I need to learn how to deal with stressBack to Living — By Jessica Datta on May 18, 2011 at 11:27 am
Today has been a slightly stressful day. Its Monday – need I say more? Well, yeah. I do need to. This was more than just a BLAH Monday.
I woke up late. (What else is new?)
I basically avoided dealing with the conversation I had with my career counselor on Friday. (JT will tell you that avoidance is a pattern with me.)
I was 27 minutes late for an appointment with my oncologist. (What else is new?)
And I was a complete mess when I got there. I was being unusually emotional. And this was just a routine study follow up.
I mentioned the headaches and other symptoms that I’ve been having. (Congratulations to me. Now I’m pretty sure I’m not on the placebo.) All the symptoms are typical with the Neratinib except the headaches. (Is anyone else feeling a little deja vou-ish?)
As expected, Dr. Wilkinson came into check me out since the headaches are not usually caused by the study med. And AS EXPECTED she wanted me to get a brain MRI. (I’m not kidding here. This IS exactly what I was expecting her to do.) This is standard for me now. I have a persistent cough – first check for lung mets. I have a chronic headache – first check for brain mets.
So can anyone tell me why I was bawling the entire way to work after getting my MRI orders?
The rational side of me 100% expected this. I put a plan in place. I scheduled the test for Wednesday night. I arranged for a ride to and from the office. I made sure I had Ativan on hand. Yes, the MRI is super scary. And I am extremely claustrophobic. I totally freaked out during the last one – in spite of taking a half an Ativan beforehand. But I know that. So I will take a whole one before heading over there and have a half with me – just in case. I also know that we are all fully expecting the scans to show nothing. They just need to be done for that .0000001% chance that I have a brain tumor. I’d have a better shot at winning the lottery. (Mental note. If I do have a tumor, must buy lottery ticket.)

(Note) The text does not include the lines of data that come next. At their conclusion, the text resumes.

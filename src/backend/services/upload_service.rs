// src/backend/services/upload_service.rs
// Upload form validation and record creation (local store or remote service).

use crate::{
    adapter::{Connection, RecordGateway},
    error::HealthError,
    models::{NewRecord, Record, RecordId, UploadForm},
    storage::RecordStore,
    utils::{crypto::payload_ref, time},
};
use chrono::NaiveDate;
use validator::Validate;

const BYTES_PER_MB: u128 = 1024 * 1024;

/// Size descriptor shown on record cards, one decimal in MiB, e.g. "2.4 MB".
/// Halves round up.
pub fn size_descriptor(size_bytes: u64) -> String {
    let tenths = (u128::from(size_bytes) * 10 + BYTES_PER_MB / 2) / BYTES_PER_MB;
    format!("{}.{} MB", tenths / 10, tenths % 10)
}

/// Validates the form and derives the record metadata. Nothing is stored.
///
/// # Errors
///
/// * `InvalidInput` when no file is selected, a required field is empty, or
///   the date is malformed or after `today`.
/// * `InvalidFileType` when the file is not PDF or JSON.
pub fn prepare_upload(form: &UploadForm, owner: &str, today: NaiveDate) -> Result<NewRecord, HealthError> {
    let file = form
        .file
        .as_ref()
        .ok_or_else(|| HealthError::InvalidInput("Please select a file to upload.".to_string()))?;
    file.validate()
        .map_err(|_| HealthError::InvalidFileType("Please select a PDF or JSON file.".to_string()))?;
    form.validate()
        .map_err(|_| HealthError::InvalidInput("Please fill in all required fields.".to_string()))?;

    let date = NaiveDate::parse_from_str(&form.date, "%Y-%m-%d").map_err(|_| {
        HealthError::InvalidInput(format!("Record date '{}' is not a YYYY-MM-DD date.", form.date))
    })?;
    if date > today {
        return Err(HealthError::InvalidInput(
            "Record date cannot be in the future.".to_string(),
        ));
    }

    Ok(NewRecord {
        owner: owner.to_string(),
        name: form.name.clone(),
        category: form.category.clone(),
        date: form.date.clone(),
        size: size_descriptor(file.size_bytes()),
        notes: form.notes.clone(),
        payload_ref: payload_ref(&file.bytes),
    })
}

fn today() -> NaiveDate {
    time::date_of(time::get_current_time_ns())
}

/// Validates and appends the record to the local store.
pub fn upload_local<M: ic_stable_structures::Memory>(
    store: &RecordStore<M>,
    form: &UploadForm,
    owner: &str,
) -> Result<Record, HealthError> {
    let new = prepare_upload(form, owner, today())?;
    store.add_record(new)
}

/// Validates and submits the record to the patient-records service.
pub async fn upload_remote<C: Connection>(
    gateway: &RecordGateway<'_, C>,
    form: &UploadForm,
) -> Result<RecordId, HealthError> {
    // The service records the caller as owner.
    let new = prepare_upload(form, "", today())?;
    gateway.add_record(&new, &time::now_rfc3339()).await
}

I think it was the combination of work stress, the conversation I had on Friday stress, I’m PMS’ing, and this was the icing on the cake. I’m really not all that proud of how I handled it. I could have done a lot better. (But hindsight is 20-20, right?) I spent an hour with JT bawling and complaining and having a total self pity party. Then I came home and was a little piggy while I squeezed/hugged/harassed/tortured my poor innocent little puppy – who won’t sleep with me now because she’s too scared of being hugged to death. I watched some crap tv. Soaked in a hot bath to relax a little. Read Charles’s book. Blogged. And now I’m going to go to sleep.
The things that should have been different are – no need to have been a piggy. Or if I was gong to be one, replace the fudgesicles with a baked apple or some veggies. I was supposed to have done another 40 min on the treadmill/bike (I only had time for 30 min this morning). That would have been a great way to work out my irritation, stress, whatever. The rest I think was fine.
Like I said before – I’m a work in progress. I guess I can look at it and see that this is a lot better than I handled it last time.